Advantages for vCloud/vSphere Admin

  • Familiar management and troubleshooting for underlying Hypervisor; if you’re a vSphere admin than troubleshooting the hypervisor (e.g. performance issues) is going to be a familiar process
  • Trusted platform : ESXi is a solid hypervisor
  • Cost : You can deploy a pretty capable solution for low/zero cost
  • Interoperability and API : Interoperability with existing toolsets
  • Open Source : If you don’t like something, change it, if something breaks, fix it or at least have a look at why
  • Multi-tenant and scalability is massive

Disadvantages

  • Deployment effort: Its moderate; the configuration is not to forgiving at typos’ etc. playing around with the configuration/troubleshooting installation issues took a moderate effort – budget some time to Lab
  • Documentation and community content on components (e.g. Project Lightwave) is light (no pun intended) and is often hidden throughout the source tree; be prepared to troubleshoot problems to resolution yourself
  • vSphere Integrated Container deployment is a lot easier:) and has many advantages (but also disadvantages); they both have there place; Photon is for scaling.
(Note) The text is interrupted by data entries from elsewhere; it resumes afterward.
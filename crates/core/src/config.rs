//! Core runtime configuration.
//!
//! This module defines configuration that should be resolved once at process startup and then
//! passed into core services. Request handling never reads process-wide environment variables;
//! binaries parse the raw values with the `*_from_env_value` helpers below and build a
//! [`CoreConfig`] that is shared behind an `Arc`.

use crate::constants::{
    ACCOUNTS_DIR_NAME, DEFAULT_DATA_DIR, DEFAULT_HASH_ITERATIONS, DEFAULT_TOKEN_TTL_SECS,
    MIN_TOKEN_SECRET_LEN,
};
use crate::{AccountError, AccountResult};
use chrono::Duration;
use std::path::{Path, PathBuf};

/// Core configuration resolved at startup.
#[derive(Clone)]
pub struct CoreConfig {
    data_dir: PathBuf,
    token_secret: Vec<u8>,
    token_ttl: Duration,
    hash_iterations: u32,
}

impl std::fmt::Debug for CoreConfig {
    fn fmt(&self, f: &mut std::fmt::Formatter<'_>) -> std::fmt::Result {
        f.debug_struct("CoreConfig")
            .field("data_dir", &self.data_dir)
            .field("token_secret", &"<redacted>")
            .field("token_ttl", &self.token_ttl)
            .field("hash_iterations", &self.hash_iterations)
            .finish()
    }
}

impl CoreConfig {
    /// Create a new `CoreConfig`.
    ///
    /// # Errors
    ///
    /// Returns `AccountError::InvalidInput` if the token secret is shorter than
    /// [`MIN_TOKEN_SECRET_LEN`] bytes, the token lifetime is not positive, or the hash
    /// iteration count is zero.
    pub fn new(
        data_dir: PathBuf,
        token_secret: impl Into<Vec<u8>>,
        token_ttl: Duration,
        hash_iterations: u32,
    ) -> AccountResult<Self> {
        let token_secret = token_secret.into();
        if token_secret.len() < MIN_TOKEN_SECRET_LEN {
            return Err(AccountError::InvalidInput(format!(
                "token secret must be at least {MIN_TOKEN_SECRET_LEN} bytes"
            )));
        }
        if token_ttl <= Duration::zero() {
            return Err(AccountError::InvalidInput(
                "token lifetime must be positive".into(),
            ));
        }
        if hash_iterations == 0 {
            return Err(AccountError::InvalidInput(
                "hash iterations must be at least 1".into(),
            ));
        }

        Ok(Self {
            data_dir,
            token_secret,
            token_ttl,
            hash_iterations,
        })
    }

    /// Build a `CoreConfig` from raw environment values.
    ///
    /// Binaries call this once at startup with `std::env::var(..).ok()` for
    /// `TELEHEALTH_DATA_DIR`, `TELEHEALTH_TOKEN_SECRET`, `TELEHEALTH_TOKEN_TTL_SECS` and
    /// `TELEHEALTH_HASH_ITERATIONS`.
    pub fn from_env_values(
        data_dir: Option<String>,
        token_secret: Option<String>,
        token_ttl_secs: Option<String>,
        hash_iterations: Option<String>,
    ) -> AccountResult<Self> {
        Self::new(
            data_dir_from_env_value(data_dir),
            token_secret_from_env_value(token_secret)?,
            token_ttl_from_env_value(token_ttl_secs)?,
            hash_iterations_from_env_value(hash_iterations)?,
        )
    }

    pub fn data_dir(&self) -> &Path {
        &self.data_dir
    }

    pub fn accounts_dir(&self) -> PathBuf {
        self.data_dir.join(ACCOUNTS_DIR_NAME)
    }

    pub fn token_secret(&self) -> &[u8] {
        &self.token_secret
    }

    pub fn token_ttl(&self) -> Duration {
        self.token_ttl
    }

    pub fn hash_iterations(&self) -> u32 {
        self.hash_iterations
    }
}

fn non_blank(value: Option<String>) -> Option<String> {
    value
        .map(|v| v.trim().to_string())
        .filter(|v| !v.is_empty())
}

/// Resolve the data directory from an optional string value.
///
/// If `value` is `None` or empty/whitespace, returns [`DEFAULT_DATA_DIR`].
pub fn data_dir_from_env_value(value: Option<String>) -> PathBuf {
    PathBuf::from(non_blank(value).unwrap_or_else(|| DEFAULT_DATA_DIR.to_string()))
}

/// Parse the token signing secret from an optional string value.
///
/// The secret has no default; a missing or blank value is an error.
pub fn token_secret_from_env_value(value: Option<String>) -> AccountResult<Vec<u8>> {
    non_blank(value)
        .map(String::into_bytes)
        .ok_or_else(|| AccountError::InvalidInput("TELEHEALTH_TOKEN_SECRET must be set".into()))
}

/// Parse the token lifetime (in seconds) from an optional string value.
///
/// If `value` is `None` or empty/whitespace, returns the default lifetime.
pub fn token_ttl_from_env_value(value: Option<String>) -> AccountResult<Duration> {
    let secs = match non_blank(value) {
        Some(v) => v.parse::<i64>().map_err(|_| {
            AccountError::InvalidInput(format!("token lifetime is not a whole number: {v}"))
        })?,
        None => DEFAULT_TOKEN_TTL_SECS,
    };

    Duration::try_seconds(secs)
        .ok_or_else(|| AccountError::InvalidInput(format!("token lifetime out of range: {secs}")))
}

/// Parse the PBKDF2 iteration count from an optional string value.
///
/// If `value` is `None` or empty/whitespace, returns the default count.
pub fn hash_iterations_from_env_value(value: Option<String>) -> AccountResult<u32> {
    match non_blank(value) {
        Some(v) => v.parse::<u32>().map_err(|_| {
            AccountError::InvalidInput(format!("hash iterations is not a whole number: {v}"))
        }),
        None => Ok(DEFAULT_HASH_ITERATIONS),
    }
}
Lessons Learnt/Important Notes

I am going to put all this at the front because this is all the little things that caught me; the following are some of the lessons learnt through my Lab deployment which hopefully will save you some time;

Before you begin 

  1. Review the Issues registers for Photon and Lightwave (https://github.com/vmware/photon-controller/issues) before you begin; there are a number of bugs that might catch you
  2. Read the Release Notes

Installation/Design

  1. If you plan to deploy NSX-T you must deploy this before you deploy the Photon Platform
  2. Lightwave Appliance (the equivalent of the Platform Services Controller in vSphere) is basically a Domain Controller and has its own DNS service which MUST be used by all of the Photon Platform components for everything to work – this is important as when you are installing/configuring the Photon Platform appliances the “dns” configuration needs to point to the IP of the Lightwave appliances and the DNS of the Lightwave appliances to your actual DNS infrastructure.
  3. The Appliances deployed from the Photon Installer are deployed Thick Provisioned so you require a minimum of 40GB free on your LUN per appliance; in a small deployment there is 3 appliances (Lightwave, Photon Controller and Load Balancer) however if deploying with HA make sure you check disk requirements and ensure you have enough for the vswap files etc. when the machines are Powered On etc.
  4. Lightwave password has a password policy; the Lightwave Administrator and root password must be at have at least one uppercase, one lowercase, one digit, and one punctuation character.
  5. If you intend to use ESXi 6.0 “Free”;
    1. Leave the node in evaluation mode while your building – the ESXi 6.0 Free license disables the vSphere 6.0 API which I used at least to configure the host; once you install the license you loose some PowerCLI capability
    2. ESXi 6.5 “free” has only a restriction on guests which are restricted to 8 vCPU’s; for container host platforms this may be sufficient but assess for your needs
  6. SSH must be enabled on the ESXi hosts to deploy the Photon Agents
  7. You can deploy many Lightwave and Photon Controller Appliances but only one HAProxy Load Balancer through the deployment appliance
  8. You can deploy your management plane components on the same hosts as your “Cloud” hosts (Hosts that will host customer containers) however you may wish to separate your management components on their own hosts/storage to prevent “noisy” containers impacting your management plane and to simplify your patching/maintenance strategies

Troubleshooting/Documentation

  1. The Photon Controller 1.2 documentation wiki is not a complete resource; as an open-source offering it has a decent start at documentation on the wiki however be prepared to troubleshoot issues; the log locations are documented on the wiki
  2. There is documentation hidden in text files throughout the source on Github; I recommend you go hunting through the Github repository for text files s as there is tools and other tidbits “hidden” away

Post Deployment

  1. When connecting to the Web Interface you MUST connect via the IP address and not the DNS name of the Load Balancer (https://<ip-address-of-load-balancer>:4343) if you attempt to connect using the FQDN after the deployment you will just end up in a redirect loop. I have not investigated fully but it appears to be due to the token/header forwarded to the Platform Controller.
  2. Installer Appliance
    1. Change the password (root:changeme) to something secure; it holds configuration data with passwords in plain text so secure it
    2. Turn it off; you don’t need it after the build is complete (If you labbing don’t delete it because you’re probably going to redeploy the environment a few times)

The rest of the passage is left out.